É quando o romance é tirado do centro da narrativa, portanto, que o filme – que até então funcionava ocasionalmente – desanda de vez. Elementos religiosos funcionam em um filme de fantasia, claro – até então, Um Conto de Inverno tinha anjos e demônios da mesma forma que a Terra Média é habitada por hobbits e elfos. Ao acrescentar mensagens tiradas quase que diretamente da Bíblia, porém, o longa passa a se concentrar em uma história que é tão mal desenvolvida que não há motivo para que torçamos por ela. O filme, aliás, parece estar ciente disso, já que a pessoa por cuja saúde devemos torcer é, agora, uma pequena garota com câncer – e é preciso ser um psicopata para não querer que ela sobreviva. Enquanto Beverly era alguém que acompanhamos e nos apegamos e, portanto, realmente ligamos para a conclusão de sua hustória, não nos importamos realmente com aquela garotinha em especial; ela poderia ser qualquer outra criança, e não há conexão alguma entre ela e as pessoas que passamos quase duas horas acompanhando, fora o tal “destino” que o longa prega.

Durante o desenrolar do amor de Beverly e Peter, o fantástico de seu mundo poderia ser uma bela alegoria da grandiosidamente dos sentimentos do casal. Ao afastar-se disso, Um Conto de Inverno conclui com a mensagem de que nenhuma pessoa é mais ou menos especial do que outra, mas que o universo conspirou por um século para lutar pela vida de uma única garotinha. A verdade, é claro, é que milhares de inocentes morrem todos os dias, e o filme acredita que todos temos um destino que, se não agora, será compreendido um dia.
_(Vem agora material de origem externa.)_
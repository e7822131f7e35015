//! Data source locations.

use crate::domain::error::{Result, RosterError};
use crate::infrastructure::expand_tilde;
use std::fmt;
use std::path::PathBuf;

/// Location used when nothing else is configured.
pub const DEFAULT_SOURCE: &str = "./students.json";

/// Where the roster document lives.
#[derive(Debug, Clone, PartialEq, Eq)]
pub enum DataSource {
    /// A local JSON file, relative paths resolved against the working directory.
    File(PathBuf),
    /// An `http` or `https` URL.
    Url(reqwest::Url),
}

impl DataSource {
    /// Parses a configured location.
    ///
    /// Anything starting with `http://` or `https://` is a URL, everything else
    /// is a file path (with `~/` expanded).
    ///
    /// # Errors
    ///
    /// Returns [`RosterError::Config`] if the location looks like a URL but
    /// does not parse as one.
    ///
    /// # Example
    ///
    /// ```rust
    /// use rosterview::loader::DataSource;
    /// use std::path::PathBuf;
    ///
    /// let source = DataSource::parse("./students.json").unwrap();
    /// assert_eq!(source, DataSource::File(PathBuf::from("./students.json")));
    ///
    /// assert!(matches!(
    ///     DataSource::parse("https://example.com/students.json").unwrap(),
    ///     DataSource::Url(_)
    /// ));
    /// ```
    pub fn parse(location: &str) -> Result<Self> {
        let location = location.trim();
        if location.starts_with("http://") || location.starts_with("https://") {
            reqwest::Url::parse(location)
                .map(Self::Url)
                .map_err(|e| RosterError::Config(format!("invalid source URL {location}: {e}")))
        } else {
            Ok(Self::File(PathBuf::from(expand_tilde(location))))
        }
    }
}

impl Default for DataSource {
    fn default() -> Self {
        Self::File(PathBuf::from(DEFAULT_SOURCE))
    }
}

impl fmt::Display for DataSource {
    fn fmt(&self, f: &mut fmt::Formatter<'_>) -> fmt::Result {
        match self {
            Self::File(path) => write!(f, "{}", path.display()),
            Self::Url(url) => write!(f, "{url}"),
        }
    }
}

#[cfg(test)]
mod tests {
    use super::*;

    #[test]
    fn test_default_is_relative_students_json() {
        assert_eq!(DataSource::default().to_string(), "./students.json");
    }

    #[test]
    fn test_rejects_malformed_url() {
        let err = DataSource::parse("http://").unwrap_err();
        assert!(matches!(err, RosterError::Config(_)));
    }

    #[test]
    fn test_plain_names_are_files() {
        assert_eq!(
            DataSource::parse(" data/roster.json ").unwrap(),
            DataSource::File(PathBuf::from("data/roster.json"))
        );
    }
}
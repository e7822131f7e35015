//! Gender partition used by the grouped view.

use crate::domain::Student;

/// Gender value collected into the first group.
pub const MALE: &str = "Male";

/// Gender value collected into the second group.
pub const FEMALE: &str = "Female";

/// The roster split into its two gender groups.
///
/// Membership is an exact, case-sensitive match on the gender field. Records
/// with any other value belong to neither group.
#[derive(Debug, Clone, Default, PartialEq)]
pub struct GenderGroups {
    /// Students whose gender is exactly [`MALE`], in source order.
    pub male: Vec<Student>,
    /// Students whose gender is exactly [`FEMALE`], in source order.
    pub female: Vec<Student>,
}

impl GenderGroups {
    /// Partitions `students` into the two groups without reordering.
    #[must_use]
    pub fn partition(students: &[Student]) -> Self {
        let pick = |gender: &str| -> Vec<Student> {
            students
                .iter()
                .filter(|student| student.gender == gender)
                .cloned()
                .collect()
        };

        let groups = Self {
            male: pick(MALE),
            female: pick(FEMALE),
        };

        tracing::debug!(
            male_count = groups.male.len(),
            female_count = groups.female.len(),
            dropped_count = students.len() - groups.len(),
            "partitioned roster by gender"
        );
        groups
    }

    /// Total number of students across both groups.
    #[must_use]
    pub fn len(&self) -> usize {
        self.male.len() + self.female.len()
    }

    /// Returns `true` when neither group has members.
    #[must_use]
    pub fn is_empty(&self) -> bool {
        self.male.is_empty() && self.female.is_empty()
    }
}
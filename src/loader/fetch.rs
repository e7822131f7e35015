//! Roster retrieval and payload decoding.
//!
//! The loader reads the roster document once, checks that the response was
//! successful, and accepts the payload only when its top level is a JSON
//! array. Individual records are never rejected; an element that is not an
//! object decodes as an all-empty student.

use super::source::DataSource;
use crate::domain::error::{Result, RosterError};
use crate::domain::Student;
use serde_json::Value;
use std::io::ErrorKind;
use std::path::Path;

/// Fetches roster documents from files or URLs.
#[derive(Debug, Clone)]
pub struct Loader {
    client: reqwest::Client,
}

impl Loader {
    /// Creates a loader with its own HTTP client.
    ///
    /// # Errors
    ///
    /// Returns [`RosterError::Fetch`] if the HTTP client cannot be built
    /// (for example when the TLS backend fails to initialize).
    pub fn new() -> Result<Self> {
        let client = reqwest::Client::builder()
            .user_agent(concat!("rosterview/", env!("CARGO_PKG_VERSION")))
            .build()
            .map_err(|e| RosterError::Fetch(format!("failed to build http client: {e}")))?;
        Ok(Self { client })
    }

    /// Retrieves and decodes the roster at `source`.
    ///
    /// # Errors
    ///
    /// - [`RosterError::Fetch`]: the resource could not be reached or read
    /// - [`RosterError::Status`]: non-success status, or a missing file (404)
    /// - [`RosterError::Parse`]: the body is not JSON
    /// - [`RosterError::NotAnArray`]: the JSON top level is not an array
    #[tracing::instrument(level = "debug", skip_all, fields(source = %source))]
    pub async fn fetch_students(&self, source: &DataSource) -> Result<Vec<Student>> {
        let body = match source {
            DataSource::File(path) => read_file(path).await?,
            DataSource::Url(url) => self.fetch_url(url).await?,
        };
        tracing::debug!(body_len = body.len(), "roster document retrieved");

        let students = decode_students(&body)?;
        tracing::info!(student_count = students.len(), "roster loaded");
        Ok(students)
    }

    async fn fetch_url(&self, url: &reqwest::Url) -> Result<String> {
        let response = self
            .client
            .get(url.clone())
            .send()
            .await
            .map_err(|e| RosterError::Fetch(format!("request to {url} failed: {e}")))?;

        let status = response.status();
        if !status.is_success() {
            return Err(RosterError::Status {
                status: status.as_u16(),
                source_name: url.to_string(),
            });
        }

        response
            .text()
            .await
            .map_err(|e| RosterError::Fetch(format!("failed to read body from {url}: {e}")))
    }
}

async fn read_file(path: &Path) -> Result<String> {
    match tokio::fs::read_to_string(path).await {
        Ok(body) => Ok(body),
        Err(e) if e.kind() == ErrorKind::NotFound => Err(RosterError::Status {
            status: 404,
            source_name: path.display().to_string(),
        }),
        Err(e) => Err(RosterError::Fetch(format!(
            "failed to read {}: {e}",
            path.display()
        ))),
    }
}

/// Decodes a roster document body.
///
/// # Errors
///
/// Returns [`RosterError::Parse`] for invalid JSON and
/// [`RosterError::NotAnArray`] when the top level is anything but an array.
///
/// # Example
///
/// ```rust
/// use rosterview::loader::decode_students;
///
/// let students = decode_students(r#"[{"first_name": "Amy"}, 42]"#).unwrap();
/// assert_eq!(students.len(), 2);
/// assert_eq!(students[1].first_name, "");
///
/// assert!(decode_students(r#"{"students": []}"#).is_err());
/// ```
pub fn decode_students(body: &str) -> Result<Vec<Student>> {
    let payload: Value = serde_json::from_str(body)?;

    match payload {
        Value::Array(items) => Ok(items
            .into_iter()
            .enumerate()
            .map(|(index, item)| {
                serde_json::from_value(item).unwrap_or_else(|e| {
                    tracing::warn!(index = index, error = %e, "malformed student record");
                    Student::default()
                })
            })
            .collect()),
        other => Err(RosterError::NotAnArray(json_kind(&other).to_string())),
    }
}

const fn json_kind(value: &Value) -> &'static str {
    match value {
        Value::Null => "null",
        Value::Bool(_) => "boolean",
        Value::Number(_) => "number",
        Value::String(_) => "string",
        Value::Array(_) => "array",
        Value::Object(_) => "object",
    }
}

#[cfg(test)]
mod tests {
    use super::*;
    use std::io::Write;
    use tokio::io::{AsyncReadExt, AsyncWriteExt};
    use tokio::net::TcpListener;

    const ROSTER: &str = r#"[
        {"id": 1, "first_name": "Amy", "last_name": "Lee", "gender": "Female",
         "class": 10, "marks": 70, "passing": true, "email": "amy@example.com",
         "img_src": "https://img.example.com/1.png"},
        {"id": 2, "first_name": "Bo", "last_name": "Chan", "gender": "Male",
         "class": 9, "marks": 90, "passing": false, "email": "bo@example.com",
         "img_src": "https://img.example.com/2.png"}
    ]"#;

    /// Serves a single canned HTTP response and returns the URL to request.
    async fn serve_once(status_line: &'static str, body: &'static str) -> reqwest::Url {
        let listener = TcpListener::bind("127.0.0.1:0").await.unwrap();
        let addr = listener.local_addr().unwrap();

        tokio::spawn(async move {
            if let Ok((mut socket, _)) = listener.accept().await {
                let mut request = [0_u8; 2048];
                let _ = socket.read(&mut request).await;
                let response = format!(
                    "HTTP/1.1 {status_line}\r\nContent-Type: application/json\r\nContent-Length: {}\r\nConnection: close\r\n\r\n{body}",
                    body.len()
                );
                let _ = socket.write_all(response.as_bytes()).await;
                let _ = socket.shutdown().await;
            }
        });

        reqwest::Url::parse(&format!("http://{addr}/students.json")).unwrap()
    }

    #[tokio::test]
    async fn test_loads_file_source() {
        let mut file = tempfile::NamedTempFile::new().unwrap();
        file.write_all(ROSTER.as_bytes()).unwrap();

        let loader = Loader::new().unwrap();
        let students = loader
            .fetch_students(&DataSource::File(file.path().to_path_buf()))
            .await
            .unwrap();

        assert_eq!(students.len(), 2);
        assert_eq!(students[0].full_name(), "Amy Lee");
        assert_eq!(students[1].marks, Some(90.0));
    }

    #[tokio::test]
    async fn test_missing_file_is_unsuccessful_response() {
        let dir = tempfile::tempdir().unwrap();
        let loader = Loader::new().unwrap();

        let err = loader
            .fetch_students(&DataSource::File(dir.path().join("absent.json")))
            .await
            .unwrap_err();

        assert!(matches!(err, RosterError::Status { status: 404, .. }));
    }

    #[tokio::test]
    async fn test_loads_http_source() {
        let url = serve_once("200 OK", ROSTER).await;
        let loader = Loader::new().unwrap();

        let students = loader.fetch_students(&DataSource::Url(url)).await.unwrap();
        assert_eq!(students.len(), 2);
        assert_eq!(students[1].first_name, "Bo");
    }

    #[tokio::test]
    async fn test_http_error_status() {
        let url = serve_once("500 Internal Server Error", "oops").await;
        let loader = Loader::new().unwrap();

        let err = loader.fetch_students(&DataSource::Url(url)).await.unwrap_err();
        assert!(matches!(err, RosterError::Status { status: 500, .. }));
    }

    #[tokio::test]
    async fn test_connection_failure() {
        let listener = TcpListener::bind("127.0.0.1:0").await.unwrap();
        let addr = listener.local_addr().unwrap();
        drop(listener);

        let url = reqwest::Url::parse(&format!("http://{addr}/students.json")).unwrap();
        let loader = Loader::new().unwrap();

        let err = loader.fetch_students(&DataSource::Url(url)).await.unwrap_err();
        assert!(matches!(err, RosterError::Fetch(_)));
    }

    #[test]
    fn test_non_array_payload() {
        let err = decode_students(r#"{"students": []}"#).unwrap_err();
        assert!(matches!(err, RosterError::NotAnArray(ref kind) if kind == "object"));
    }

    #[test]
    fn test_invalid_json() {
        let err = decode_students("not json").unwrap_err();
        assert!(matches!(err, RosterError::Parse(_)));
    }

    #[test]
    fn test_empty_array() {
        assert!(decode_students("[]").unwrap().is_empty());
    }
}
//! Command-line host for rosterview.
//!
//! Loads the roster once, paints the initial table into an in-memory page,
//! replays control events, and writes the finished HTML document.
//!
//! # Lifecycle
//!
//! 1. **Configure**: defaults, `--config` TOML file, then flags
//! 2. **Trace**: install the tracing subscriber
//! 3. **Load**: fetch the roster; failures are logged and leave the table
//!    container empty
//! 4. **Replay**: apply each `--event`, then stdin lines with `--interactive`
//! 5. **Write**: the page goes to `--out` or stdout
//!
//! # Example
//!
//! ```text
//! rosterview --source students.json -e click:sort-gender --out roster.html
//! echo "input:search-bar=bo" | rosterview --interactive
//! ```

#![allow(clippy::multiple_crate_versions)]

mod cli;

use cli::CommandLineArgs;
use rosterview::app::{Session, UiEvent};
use rosterview::loader::Loader;
use rosterview::observability::init_tracing;
use rosterview::ui::HtmlPage;
use rosterview::{initialize, Config, Result, Student};
use std::process::ExitCode;
use tokio::io::{AsyncBufRead, AsyncBufReadExt, AsyncWriteExt, BufReader};

#[tokio::main]
async fn main() -> ExitCode {
    let args = CommandLineArgs::parse();

    let config = match args.resolve_config() {
        Ok(config) => config,
        Err(e) => {
            eprintln!("rosterview: {e}");
            return ExitCode::FAILURE;
        }
    };

    init_tracing(&config);

    match run(&config, &args).await {
        Ok(()) => ExitCode::SUCCESS,
        Err(e) => {
            tracing::error!(error = %e, "rosterview failed");
            ExitCode::FAILURE
        }
    }
}

async fn run(config: &Config, args: &CommandLineArgs) -> Result<()> {
    let state = initialize(config);
    let page = HtmlPage::new(&state.theme);
    let mut session = Session::new(state, page);

    session.load(load_students(config).await)?;

    for event in args.events() {
        replay(&mut session, event);
    }

    if args.interactive() {
        replay_lines(&mut session, BufReader::new(tokio::io::stdin())).await;
    }

    write_page(config, &session.into_document().to_html()).await
}

async fn load_students(config: &Config) -> Result<Vec<Student>> {
    let source = config.data_source()?;
    Loader::new()?.fetch_students(&source).await
}

/// Replays one event per line until end of input. A read error stops the
/// replay but keeps everything applied so far.
async fn replay_lines<R>(session: &mut Session<HtmlPage>, reader: R)
where
    R: AsyncBufRead + Unpin,
{
    let mut lines = reader.lines();
    loop {
        let line = match lines.next_line().await {
            Ok(Some(line)) => line,
            Ok(None) => break,
            Err(e) => {
                tracing::error!(error = %e, "stopped reading events");
                break;
            }
        };
        let line = line.trim();
        if line.is_empty() {
            continue;
        }
        match line.parse::<UiEvent>() {
            Ok(event) => replay(session, &event),
            Err(e) => tracing::warn!(line = %line, error = %e, "ignoring malformed event"),
        }
    }
}

fn replay(session: &mut Session<HtmlPage>, event: &UiEvent) {
    match session.trigger(event) {
        Ok(true) => tracing::debug!(event = %event, "event handled"),
        Ok(false) => tracing::debug!(event = %event, "event had no bound handler"),
        Err(e) => tracing::warn!(event = %event, error = %e, "event failed"),
    }
}

async fn write_page(config: &Config, html: &str) -> Result<()> {
    match config.output_path() {
        Some(path) => {
            tokio::fs::write(&path, html).await?;
            tracing::info!(path = %path.display(), bytes = html.len(), "page written");
        }
        None => {
            let mut stdout = tokio::io::stdout();
            stdout.write_all(html.as_bytes()).await?;
            stdout.flush().await?;
        }
    }
    Ok(())
}
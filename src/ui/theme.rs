//! Theme management and stylesheet generation.
//!
//! This module defines the color scheme system for the rendered page, supporting
//! both built-in themes and custom themes loaded from TOML files. A theme turns
//! into the page's `<style>` block via [`Theme::to_css`].
//!
//! # Built-in Themes
//!
//! - `classroom`: Light theme with blue headers (default)
//! - `chalkboard`: Dark green theme with chalk-white text
//!
//! # TOML Format
//!
//! ```toml
//! name = "my-theme"
//!
//! [colors]
//! page_bg = "#ffffff"
//! text = "#1f2933"
//! header_fg = "#ffffff"
//! header_bg = "#2f6fb2"
//! border = "#cbd2d9"
//! row_alt_bg = "#f5f7fa"   # optional
//! button_fg = "#ffffff"
//! button_bg = "#2f6fb2"
//! heading_fg = "#2f6fb2"
//! passing_fg = "#2e7d32"
//! failed_fg = "#c62828"
//! ```
//!
//! # Example
//!
//! ```rust
//! use rosterview::ui::theme::Theme;
//!
//! let theme = Theme::from_name("chalkboard").unwrap();
//! assert!(theme.to_css().contains("td.failed"));
//! ```

use crate::domain::error::{Result, RosterError};
use serde::{Deserialize, Serialize};
use std::fmt::Write as _;
use std::fs;
use std::path::Path;

/// Name of the theme used when nothing else is configured.
pub const DEFAULT_THEME: &str = "classroom";

/// Color scheme configuration for page rendering.
#[derive(Debug, Clone, PartialEq, Eq, Deserialize, Serialize)]
pub struct Theme {
    /// Human-readable theme name.
    pub name: String,
    /// Color palette for all page elements.
    pub colors: ThemeColors,
}

/// Color definitions for all page elements.
///
/// All colors are hex strings (e.g. `"#2f6fb2"`). Malformed values render as
/// white rather than producing invalid CSS.
#[derive(Debug, Clone, PartialEq, Eq, Deserialize, Serialize)]
pub struct ThemeColors {
    /// Page background.
    pub page_bg: String,
    /// Body text.
    pub text: String,

    /// Table header text.
    pub header_fg: String,
    /// Table header background.
    pub header_bg: String,

    /// Cell borders.
    pub border: String,
    /// Optional zebra-stripe background for even rows.
    #[serde(default)]
    pub row_alt_bg: Option<String>,

    /// Sort and search button text.
    pub button_fg: String,
    /// Sort and search button background.
    pub button_bg: String,

    /// Group headings in the grouped view.
    pub heading_fg: String,

    /// "Passing" label color.
    pub passing_fg: String,
    /// "Failed" label color.
    pub failed_fg: String,
}

impl Theme {
    /// Loads a built-in theme by name.
    ///
    /// Returns `None` for unknown names.
    #[must_use]
    pub fn from_name(name: &str) -> Option<Self> {
        let toml_str = match name {
            "classroom" => include_str!("../../themes/classroom.toml"),
            "chalkboard" => include_str!("../../themes/chalkboard.toml"),
            _ => return None,
        };

        toml::from_str(toml_str).ok()
    }

    /// Loads a theme from a TOML file.
    ///
    /// # Errors
    ///
    /// Returns [`RosterError::Theme`] if the file cannot be read or its TOML
    /// does not describe a complete theme.
    pub fn from_file<P: AsRef<Path>>(path: P) -> Result<Self> {
        let contents = fs::read_to_string(path.as_ref())
            .map_err(|e| RosterError::Theme(format!("failed to read theme file: {e}")))?;

        toml::from_str(&contents)
            .map_err(|e| RosterError::Theme(format!("failed to parse theme TOML: {e}")))
    }

    /// Converts a hex color to an RGB tuple.
    ///
    /// Strips a `#` prefix and returns white on malformed input.
    fn hex_to_rgb(hex: &str) -> (u8, u8, u8) {
        let hex = hex.trim().trim_start_matches('#');

        if hex.len() != 6 || !hex.is_ascii() {
            return (255, 255, 255);
        }

        let r = u8::from_str_radix(&hex[0..2], 16).unwrap_or(255);
        let g = u8::from_str_radix(&hex[2..4], 16).unwrap_or(255);
        let b = u8::from_str_radix(&hex[4..6], 16).unwrap_or(255);

        (r, g, b)
    }

    /// Formats a hex color as a CSS `rgb()` value.
    ///
    /// ```rust
    /// use rosterview::ui::theme::Theme;
    ///
    /// assert_eq!(Theme::css_color("#2f6fb2"), "rgb(47, 111, 178)");
    /// assert_eq!(Theme::css_color("blue"), "rgb(255, 255, 255)");
    /// ```
    #[must_use]
    pub fn css_color(hex: &str) -> String {
        let (r, g, b) = Self::hex_to_rgb(hex);
        format!("rgb({r}, {g}, {b})")
    }

    /// Renders the page stylesheet.
    #[must_use]
    pub fn to_css(&self) -> String {
        let c = &self.colors;
        let mut css = String::new();

        let _ = writeln!(
            css,
            "body {{ font-family: sans-serif; background: {}; color: {}; }}",
            Self::css_color(&c.page_bg),
            Self::css_color(&c.text)
        );
        let _ = writeln!(
            css,
            "button {{ background: {}; color: {}; border: none; padding: 6px 12px; margin: 2px; }}",
            Self::css_color(&c.button_bg),
            Self::css_color(&c.button_fg)
        );
        let _ = writeln!(css, "table {{ border-collapse: collapse; width: 100%; margin-bottom: 16px; }}");
        let _ = writeln!(
            css,
            "th, td {{ border: 1px solid {}; padding: 6px; text-align: left; }}",
            Self::css_color(&c.border)
        );
        let _ = writeln!(
            css,
            "th {{ background: {}; color: {}; }}",
            Self::css_color(&c.header_bg),
            Self::css_color(&c.header_fg)
        );
        if let Some(alt) = &c.row_alt_bg {
            let _ = writeln!(css, "tbody tr:nth-child(even) {{ background: {}; }}", Self::css_color(alt));
        }
        let _ = writeln!(css, "h2 {{ color: {}; }}", Self::css_color(&c.heading_fg));
        let _ = writeln!(css, ".student-name {{ display: flex; align-items: center; }}");
        let _ = writeln!(
            css,
            ".avatar {{ width: 30px; height: 30px; border-radius: 50%; margin-right: 10px; }}"
        );
        let _ = writeln!(css, "td.passing {{ color: {}; }}", Self::css_color(&c.passing_fg));
        let _ = writeln!(css, "td.failed {{ color: {}; }}", Self::css_color(&c.failed_fg));

        css
    }

    /// Palette used if the embedded default ever fails to parse.
    fn fallback() -> Self {
        let color = |hex: &str| hex.to_string();
        Self {
            name: DEFAULT_THEME.to_string(),
            colors: ThemeColors {
                page_bg: color("#ffffff"),
                text: color("#1f2933"),
                header_fg: color("#ffffff"),
                header_bg: color("#2f6fb2"),
                border: color("#cbd2d9"),
                row_alt_bg: None,
                button_fg: color("#ffffff"),
                button_bg: color("#2f6fb2"),
                heading_fg: color("#2f6fb2"),
                passing_fg: color("#2e7d32"),
                failed_fg: color("#c62828"),
            },
        }
    }
}

impl Default for Theme {
    /// Returns the `classroom` theme.
    fn default() -> Self {
        Self::from_name(DEFAULT_THEME).unwrap_or_else(|| {
            tracing::warn!("built-in default theme failed to parse, using fallback palette");
            Self::fallback()
        })
    }
}

#[cfg(test)]
mod tests {
    use super::*;
    use std::io::Write;

    #[test]
    fn test_builtin_themes_parse() {
        for name in ["classroom", "chalkboard"] {
            let theme = Theme::from_name(name).unwrap();
            assert_eq!(theme.name, name);
        }
        assert!(Theme::from_name("neon").is_none());
    }

    #[test]
    fn test_default_is_classroom() {
        assert_eq!(Theme::default(), Theme::from_name(DEFAULT_THEME).unwrap());
    }

    #[test]
    fn test_from_file_round_trip() {
        let theme = Theme::from_name("chalkboard").unwrap();
        let mut file = tempfile::NamedTempFile::new().unwrap();
        file.write_all(toml::to_string(&theme).unwrap().as_bytes()).unwrap();

        assert_eq!(Theme::from_file(file.path()).unwrap(), theme);
    }

    #[test]
    fn test_from_file_rejects_incomplete_theme() {
        let mut file = tempfile::NamedTempFile::new().unwrap();
        file.write_all(b"name = \"half\"\n[colors]\ntext = \"#000000\"\n").unwrap();

        assert!(matches!(Theme::from_file(file.path()), Err(RosterError::Theme(_))));
    }

    #[test]
    fn test_css_has_status_colors() {
        let css = Theme::fallback().to_css();
        assert!(css.contains("td.passing { color: rgb(46, 125, 50); }"));
        assert!(css.contains("td.failed { color: rgb(198, 40, 40); }"));
        assert!(!css.contains("nth-child"));
    }
}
Uma mensagem inserida de forma tão preguiçosa na narrativa que, além de não ser embasada pelo longa que acabamos de assistir, passa da fantasia à pregação.


“Winter’s Tale” (EUA, 2014), escrito e dirigido por Akiva Goldsman, com Colin Farrell, Jessica Brown Findlay, Russell Crowe, William Hurt, Jennifer Connelly, Maurice Jones, Mckayla Twiggs, Ripley Sobo e Eva Marie Saint.